> _WORK REQUEST_: Could you filter the records below down to the lines that include the word "write"?

[[ DATA EXTRACTS open ]]

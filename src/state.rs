//! Like counter store: the mutable state behind the `learn` card.

use std::collections::HashMap;

use tokio::sync::Mutex;
use tracing::debug;

/// Key used for every conversation when the scope is [`LikeScope::Global`].
const GLOBAL_KEY: &str = "*";

/// How like counters are shared.
#[derive(Debug, Clone, Copy, PartialEq, Eq, Default)]
pub enum LikeScope {
    /// One counter per conversation.
    #[default]
    Conversation,
    /// One counter for the whole process, shared by every conversation.
    Global,
}

impl std::fmt::Display for LikeScope {
    fn fmt(&self, f: &mut std::fmt::Formatter<'_>) -> std::fmt::Result {
        match self {
            Self::Conversation => write!(f, "conversation"),
            Self::Global => write!(f, "global"),
        }
    }
}

impl std::str::FromStr for LikeScope {
    type Err = String;
    fn from_str(s: &str) -> Result<Self, Self::Err> {
        match s {
            "conversation" => Ok(Self::Conversation),
            "global" => Ok(Self::Global),
            _ => Err(format!("Unknown like scope: {}", s)),
        }
    }
}

/// In-memory like counters. Every read-modify-write happens under one lock.
#[derive(Debug, Default)]
pub struct LikeStore {
    scope: LikeScope,
    counts: Mutex<HashMap<String, u64>>,
}

impl LikeStore {
    pub fn new(scope: LikeScope) -> Self {
        Self {
            scope,
            counts: Mutex::new(HashMap::new()),
        }
    }

    pub fn scope(&self) -> LikeScope {
        self.scope
    }

    fn key<'a>(&self, conversation_id: &'a str) -> &'a str {
        match self.scope {
            LikeScope::Conversation => conversation_id,
            LikeScope::Global => GLOBAL_KEY,
        }
    }

    /// Current count (0 if the counter was never touched).
    pub async fn get(&self, conversation_id: &str) -> u64 {
        let counts = self.counts.lock().await;
        counts.get(self.key(conversation_id)).copied().unwrap_or(0)
    }

    /// Reset the counter to 0 and return the new value.
    pub async fn reset(&self, conversation_id: &str) -> u64 {
        let key = self.key(conversation_id);
        self.counts.lock().await.insert(key.to_string(), 0);
        debug!(key = key, "Like counter reset");
        0
    }

    /// Increment the counter by one and return the new value.
    pub async fn increment(&self, conversation_id: &str) -> u64 {
        let key = self.key(conversation_id);
        let mut counts = self.counts.lock().await;
        let count = counts.entry(key.to_string()).or_insert(0);
        *count = count.saturating_add(1);
        debug!(key = key, like_count = *count, "Like counter incremented");
        *count
    }
}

[[ DATA EXTRACTS closed ]]

> _REPLY_:
            Self::Conversation => write!(f, "conversation"),
            Self::Global => write!(f, "global"),
/// In-memory like counters. Every read-modify-write happens under one lock.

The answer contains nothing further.